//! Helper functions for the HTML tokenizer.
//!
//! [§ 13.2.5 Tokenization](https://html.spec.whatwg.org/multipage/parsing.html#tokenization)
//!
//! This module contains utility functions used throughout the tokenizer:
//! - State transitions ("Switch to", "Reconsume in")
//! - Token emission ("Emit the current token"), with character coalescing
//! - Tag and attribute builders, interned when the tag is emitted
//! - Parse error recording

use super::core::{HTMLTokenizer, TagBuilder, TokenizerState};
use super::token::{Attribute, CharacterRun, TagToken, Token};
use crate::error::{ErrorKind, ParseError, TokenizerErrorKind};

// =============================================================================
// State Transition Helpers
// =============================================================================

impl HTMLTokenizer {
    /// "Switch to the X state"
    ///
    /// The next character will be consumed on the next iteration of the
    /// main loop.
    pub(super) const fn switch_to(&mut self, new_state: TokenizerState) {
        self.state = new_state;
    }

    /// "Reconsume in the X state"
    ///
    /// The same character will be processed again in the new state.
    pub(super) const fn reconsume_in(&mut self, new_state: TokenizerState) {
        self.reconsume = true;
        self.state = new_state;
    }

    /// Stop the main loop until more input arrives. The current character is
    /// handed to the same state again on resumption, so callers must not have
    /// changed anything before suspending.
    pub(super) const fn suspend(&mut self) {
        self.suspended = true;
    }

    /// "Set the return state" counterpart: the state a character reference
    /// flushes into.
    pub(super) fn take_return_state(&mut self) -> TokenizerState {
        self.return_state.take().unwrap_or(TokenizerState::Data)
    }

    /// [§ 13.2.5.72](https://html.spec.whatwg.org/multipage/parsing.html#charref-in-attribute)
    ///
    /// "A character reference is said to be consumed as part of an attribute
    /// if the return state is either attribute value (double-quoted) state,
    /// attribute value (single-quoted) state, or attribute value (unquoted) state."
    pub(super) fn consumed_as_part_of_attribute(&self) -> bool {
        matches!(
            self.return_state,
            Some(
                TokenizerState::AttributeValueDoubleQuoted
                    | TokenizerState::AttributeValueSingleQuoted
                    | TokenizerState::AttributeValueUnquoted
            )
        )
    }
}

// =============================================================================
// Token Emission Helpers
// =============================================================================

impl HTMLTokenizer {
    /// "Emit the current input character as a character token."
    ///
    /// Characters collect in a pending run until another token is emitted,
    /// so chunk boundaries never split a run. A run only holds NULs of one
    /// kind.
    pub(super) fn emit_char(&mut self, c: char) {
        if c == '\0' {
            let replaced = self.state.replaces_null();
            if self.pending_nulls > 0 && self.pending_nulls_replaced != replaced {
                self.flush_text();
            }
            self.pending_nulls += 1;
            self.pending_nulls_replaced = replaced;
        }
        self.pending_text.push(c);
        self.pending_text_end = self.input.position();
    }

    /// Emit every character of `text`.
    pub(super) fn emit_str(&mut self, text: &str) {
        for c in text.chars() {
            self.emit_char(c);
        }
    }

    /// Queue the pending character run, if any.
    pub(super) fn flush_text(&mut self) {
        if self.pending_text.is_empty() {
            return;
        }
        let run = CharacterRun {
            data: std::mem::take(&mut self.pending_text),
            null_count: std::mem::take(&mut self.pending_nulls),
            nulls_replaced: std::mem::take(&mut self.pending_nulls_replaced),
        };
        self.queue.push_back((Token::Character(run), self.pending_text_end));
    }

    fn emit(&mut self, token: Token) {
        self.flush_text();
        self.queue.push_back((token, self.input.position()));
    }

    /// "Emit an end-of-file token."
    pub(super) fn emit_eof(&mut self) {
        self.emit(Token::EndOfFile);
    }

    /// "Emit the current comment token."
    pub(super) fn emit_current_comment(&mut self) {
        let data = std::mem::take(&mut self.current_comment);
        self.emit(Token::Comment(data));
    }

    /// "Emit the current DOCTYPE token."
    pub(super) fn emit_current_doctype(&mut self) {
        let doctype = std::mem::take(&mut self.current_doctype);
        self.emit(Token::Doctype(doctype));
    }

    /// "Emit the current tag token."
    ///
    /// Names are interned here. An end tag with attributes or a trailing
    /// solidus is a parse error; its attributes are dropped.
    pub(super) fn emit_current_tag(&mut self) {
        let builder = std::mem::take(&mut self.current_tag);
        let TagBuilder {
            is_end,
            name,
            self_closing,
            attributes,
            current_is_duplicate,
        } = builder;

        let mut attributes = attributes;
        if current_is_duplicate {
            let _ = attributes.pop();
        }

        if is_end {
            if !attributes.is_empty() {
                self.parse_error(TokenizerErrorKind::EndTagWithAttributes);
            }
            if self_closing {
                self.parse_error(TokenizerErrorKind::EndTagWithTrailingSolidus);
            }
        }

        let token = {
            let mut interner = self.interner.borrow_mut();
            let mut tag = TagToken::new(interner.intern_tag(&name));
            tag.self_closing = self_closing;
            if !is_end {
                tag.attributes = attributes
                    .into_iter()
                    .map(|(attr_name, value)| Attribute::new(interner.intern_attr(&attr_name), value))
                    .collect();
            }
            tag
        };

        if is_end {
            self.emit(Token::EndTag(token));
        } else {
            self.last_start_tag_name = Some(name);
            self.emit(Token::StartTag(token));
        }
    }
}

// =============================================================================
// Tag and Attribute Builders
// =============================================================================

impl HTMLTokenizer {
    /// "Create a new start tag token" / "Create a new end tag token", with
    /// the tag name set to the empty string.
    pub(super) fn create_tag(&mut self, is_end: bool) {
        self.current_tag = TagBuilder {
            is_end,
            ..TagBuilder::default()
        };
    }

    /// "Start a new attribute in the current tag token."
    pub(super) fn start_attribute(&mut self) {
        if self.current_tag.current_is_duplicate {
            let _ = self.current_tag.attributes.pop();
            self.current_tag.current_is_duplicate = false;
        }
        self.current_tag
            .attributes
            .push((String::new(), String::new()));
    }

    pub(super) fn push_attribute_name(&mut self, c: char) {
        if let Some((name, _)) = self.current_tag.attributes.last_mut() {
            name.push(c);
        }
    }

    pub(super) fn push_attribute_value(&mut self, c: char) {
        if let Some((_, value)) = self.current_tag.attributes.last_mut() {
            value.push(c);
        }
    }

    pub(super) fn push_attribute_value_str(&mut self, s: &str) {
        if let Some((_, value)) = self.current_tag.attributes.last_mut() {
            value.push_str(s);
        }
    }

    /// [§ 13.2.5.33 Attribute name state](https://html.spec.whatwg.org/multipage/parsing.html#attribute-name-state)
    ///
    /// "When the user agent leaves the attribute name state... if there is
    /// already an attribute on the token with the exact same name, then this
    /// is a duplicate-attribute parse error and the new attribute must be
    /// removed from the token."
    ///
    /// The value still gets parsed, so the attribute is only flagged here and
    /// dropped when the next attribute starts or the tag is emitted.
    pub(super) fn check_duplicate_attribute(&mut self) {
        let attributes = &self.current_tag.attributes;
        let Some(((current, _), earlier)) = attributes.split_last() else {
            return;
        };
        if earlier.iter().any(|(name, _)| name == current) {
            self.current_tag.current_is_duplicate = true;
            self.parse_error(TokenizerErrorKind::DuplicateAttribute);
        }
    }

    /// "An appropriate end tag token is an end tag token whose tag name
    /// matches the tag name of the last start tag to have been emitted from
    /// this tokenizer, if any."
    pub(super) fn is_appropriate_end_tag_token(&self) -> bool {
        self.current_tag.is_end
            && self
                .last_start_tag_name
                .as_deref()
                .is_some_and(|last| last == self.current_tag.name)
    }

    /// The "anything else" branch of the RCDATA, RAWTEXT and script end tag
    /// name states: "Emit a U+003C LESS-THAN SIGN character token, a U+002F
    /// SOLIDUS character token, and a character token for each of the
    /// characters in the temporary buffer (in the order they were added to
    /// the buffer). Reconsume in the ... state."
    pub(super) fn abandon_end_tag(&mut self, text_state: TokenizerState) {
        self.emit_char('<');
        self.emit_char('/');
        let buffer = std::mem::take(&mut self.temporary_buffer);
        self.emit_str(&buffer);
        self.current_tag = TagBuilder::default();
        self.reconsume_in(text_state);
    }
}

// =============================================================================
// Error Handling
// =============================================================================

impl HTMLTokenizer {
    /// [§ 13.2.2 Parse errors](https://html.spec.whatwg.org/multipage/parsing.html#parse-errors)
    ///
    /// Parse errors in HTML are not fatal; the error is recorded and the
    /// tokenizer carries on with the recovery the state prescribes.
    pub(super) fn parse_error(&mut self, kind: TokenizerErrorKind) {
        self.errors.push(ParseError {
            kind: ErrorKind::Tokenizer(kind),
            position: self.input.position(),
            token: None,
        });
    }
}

——————

Above are the records; from them, give again exactly the lines from the one containing "self.current_tag.is_end" through the one containing "the buffer). Reconsume", both included.

__OUTPUT__
        self.current_tag.is_end
            && self
                .last_start_tag_name
                .as_deref()
                .is_some_and(|last| last == self.current_tag.name)
    }

    /// The "anything else" branch of the RCDATA, RAWTEXT and script end tag
    /// name states: "Emit a U+003C LESS-THAN SIGN character token, a U+002F
    /// SOLIDUS character token, and a character token for each of the
    /// characters in the temporary buffer (in the order they were added to
    /// the buffer). Reconsume in the ... state."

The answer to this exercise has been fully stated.